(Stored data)

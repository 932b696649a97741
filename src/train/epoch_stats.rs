use serde::{Serialize, Deserialize};

/// Per-epoch training statistics emitted by `train_loop`.
///
/// When a `progress_tx` channel is configured in `TrainConfig`, the training
/// loop sends one `EpochStats` value at the end of every completed epoch.
#[derive(Debug, Clone, PartialEq, Serialize, Deserialize)]
pub struct EpochStats {
    /// 1-based epoch number.
    pub epoch: usize,
    /// Total epochs requested for this run.
    pub total_epochs: usize,
    /// Mean squared error over the epoch, measured before each sample's update.
    pub mean_squared_error: f64,
    /// Number of samples trained on.
    pub samples: usize,
    /// Wall-clock duration of this single epoch in milliseconds.
    pub elapsed_ms: u64,
}
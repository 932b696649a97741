pub mod matrix;
pub mod random;

pub use matrix::Matrix;
pub use random::random_array;
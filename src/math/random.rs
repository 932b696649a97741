use rand::distributions::{Distribution, Uniform};
use rand::Rng;

/// Draws `n` values uniformly from the open interval
/// `(-1/sqrt(scale_factor), 1/sqrt(scale_factor))`.
///
/// `scale_factor` is the fan-in of the layer being initialized, so wider
/// layers start with smaller weights. The caller supplies the generator;
/// nothing here touches a global RNG.
pub fn random_array<R: Rng + ?Sized>(rng: &mut R, n: usize, scale_factor: f64) -> Vec<f64> {
    let bound = 1.0 / scale_factor.sqrt();
    // `Uniform::new` is half-open, so the lower edge is redrawn.
    let dist = Uniform::new(-bound, bound);
    (0..n)
        .map(|_| loop {
            let x = dist.sample(rng);
            if x > -bound {
                break x;
            }
        })
        .collect()
}
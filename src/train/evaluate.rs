use std::time::{Duration, Instant};

use serde::Serialize;
use tracing::debug;

use crate::data::Sample;
use crate::error::Result;
use crate::network::network::Network;

/// Outcome of running a network over a labeled test set.
#[derive(Debug, Clone, Serialize)]
pub struct Evaluation {
    /// Samples checked.
    pub tests: usize,
    /// Samples whose predicted class matched the label.
    pub score: usize,
    pub elapsed: Duration,
}

impl Evaluation {
    /// Fraction of correct predictions in [0, 1]; 0 for an empty test set.
    pub fn accuracy(&self) -> f64 {
        if self.tests == 0 {
            return 0.0;
        }
        self.score as f64 / self.tests as f64
    }
}

/// Classifies every sample and counts how many match their label.
pub fn evaluate(network: &Network, samples: &[Sample]) -> Result<Evaluation> {
    let t_start = Instant::now();
    let mut score = 0;

    for sample in samples {
        if network.classify(&sample.input)? == sample.label {
            score += 1;
        }
    }

    let evaluation = Evaluation {
        tests: samples.len(),
        score,
        elapsed: t_start.elapsed(),
    };
    debug!(tests = evaluation.tests, score = evaluation.score, "evaluation finished");
    Ok(evaluation)
}

/// Index of the maximum element in a slice.
///
/// Ties resolve to the lowest index; an empty slice gives 0.
pub fn argmax(v: &[f64]) -> usize {
    let mut best = 0;
    for (i, &x) in v.iter().enumerate() {
        if x > v[best] {
            best = i;
        }
    }
    best
}
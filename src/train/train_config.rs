use std::sync::mpsc;
use crate::train::epoch_stats::EpochStats;

/// Number of full passes over the MNIST training set used by default.
pub const DEFAULT_EPOCHS: usize = 5;

/// Configuration for a `train_loop` run.
///
/// # Fields
/// - `epochs`      — total number of full passes over the training data
/// - `progress_tx` — optional channel sender; one `EpochStats` is sent per
///                   completed epoch.  If the receiver is dropped the loop
///                   terminates early (clean shutdown).
pub struct TrainConfig {
    pub epochs: usize,
    pub progress_tx: Option<mpsc::Sender<EpochStats>>,
}

impl TrainConfig {
    /// Creates a minimal `TrainConfig` with no progress channel.
    pub fn new(epochs: usize) -> Self {
        TrainConfig {
            epochs,
            progress_tx: None,
        }
    }
}

impl Default for TrainConfig {
    fn default() -> Self {
        TrainConfig::new(DEFAULT_EPOCHS)
    }
}
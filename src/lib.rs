pub mod error;
pub mod math;
pub mod activation;
pub mod loss;
pub mod network;
pub mod data;
pub mod train;

// Convenience re-exports
pub use error::{NetError, Result};
pub use math::matrix::Matrix;
pub use activation::sigmoid::{sigmoid, sigmoid_prime};
pub use network::network::Network;
pub use network::spec::NetworkSpec;
pub use data::Sample;
pub use loss::squared::SquaredError;
pub use train::{evaluate, train_loop, EpochStats, Evaluation, TrainConfig};
use std::time::Instant;

use tracing::{info, warn};

use crate::data::Sample;
use crate::error::{NetError, Result};
use crate::network::network::Network;
use crate::train::epoch_stats::EpochStats;
use crate::train::train_config::TrainConfig;
use crate::train::trainer::train_epoch;

// ---------------------------------------------------------------------------
// Public entry point
// ---------------------------------------------------------------------------

/// Trains `network` for `config.epochs` epochs and returns the statistics of
/// every completed epoch.
///
/// Each epoch walks `samples` in order and applies one gradient step per
/// sample; there is no shuffling and no batching.
///
/// # Early termination
/// The loop stops between epochs if the `progress_tx` receiver has been dropped.
///
/// # Errors
/// `NetError::Dataset` if `samples` is empty; any error from `Network::train`
/// (e.g. a sample of the wrong length) aborts the run.
pub fn train_loop(
    network: &mut Network,
    samples: &[Sample],
    config: &TrainConfig,
) -> Result<Vec<EpochStats>> {
    if samples.is_empty() {
        return Err(NetError::Dataset {
            row: 0,
            reason: "training set contains no samples".into(),
        });
    }

    let mut history = Vec::with_capacity(config.epochs);

    for epoch in 1..=config.epochs {
        let t_start = Instant::now();

        let mean_squared_error = train_epoch(network, samples)?;

        let stats = EpochStats {
            epoch,
            total_epochs: config.epochs,
            mean_squared_error,
            samples: samples.len(),
            elapsed_ms: t_start.elapsed().as_millis() as u64,
        };
        info!(
            epoch,
            total = config.epochs,
            mse = stats.mean_squared_error,
            elapsed_ms = stats.elapsed_ms,
            "epoch finished"
        );
        history.push(stats.clone());

        if let Some(ref tx) = config.progress_tx {
            // If the receiver has been dropped, stop training.
            if tx.send(stats).is_err() {
                warn!(epoch, "progress receiver dropped, ending training early");
                break;
            }
        }
    }

    Ok(history)
}
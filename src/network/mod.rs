pub mod network;
pub mod spec;

pub use network::Network;
pub use spec::NetworkSpec;
use serde::{Deserialize, Serialize};

use crate::error::{NetError, Result};

/// Architecture and learning rate of a network.
///
/// Fields:
/// - `inputs`        — number of input units (784 for 28×28 MNIST images)
/// - `hiddens`       — number of hidden sigmoid units
/// - `outputs`       — number of output units, one per class
/// - `learning_rate` — step size of every weight update
///
/// A `NetworkSpec` can be saved to / loaded from JSON on its own, so a run's
/// configuration can live next to the trained weights.
#[derive(Debug, Clone, Copy, PartialEq, Serialize, Deserialize)]
pub struct NetworkSpec {
    pub inputs: usize,
    pub hiddens: usize,
    pub outputs: usize,
    pub learning_rate: f64,
}

impl Default for NetworkSpec {
    /// 784 inputs (28×28 pixels), 200 hidden units, 10 digits, rate 0.1.
    fn default() -> Self {
        NetworkSpec {
            inputs: 784,
            hiddens: 200,
            outputs: 10,
            learning_rate: 0.1,
        }
    }
}

impl NetworkSpec {
    pub fn new(inputs: usize, hiddens: usize, outputs: usize, learning_rate: f64) -> Self {
        NetworkSpec { inputs, hiddens, outputs, learning_rate }
    }

    /// Rejects zero layer sizes and a learning rate that is not a positive finite number.
    pub fn validate(&self) -> Result<()> {
        for (name, size) in [("inputs", self.inputs), ("hiddens", self.hiddens), ("outputs", self.outputs)] {
            if size == 0 {
                return Err(NetError::Configuration(format!("{name} must be positive, got 0")));
            }
        }
        if !(self.learning_rate.is_finite() && self.learning_rate > 0.0) {
            return Err(NetError::Configuration(format!(
                "learning rate must be a positive finite number, got {}",
                self.learning_rate
            )));
        }
        Ok(())
    }

    /// Serializes the spec to a pretty-printed JSON file.
    pub fn save_json(&self, path: &str) -> Result<()> {
        let file = std::fs::File::create(path)?;
        let writer = std::io::BufWriter::new(file);
        serde_json::to_writer_pretty(writer, self)?;
        Ok(())
    }

    /// Deserializes and validates a `NetworkSpec` from a JSON file.
    pub fn load_json(path: &str) -> Result<NetworkSpec> {
        let file = std::fs::File::open(path)?;
        let reader = std::io::BufReader::new(file);
        let spec: NetworkSpec = serde_json::from_reader(reader)?;
        spec.validate()?;
        Ok(spec)
    }
}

■ **YOUR ASSIGNMENT**
With no other words, report how many lines in the entries hold the string "struct".

■ **WRITTEN REPLY**
4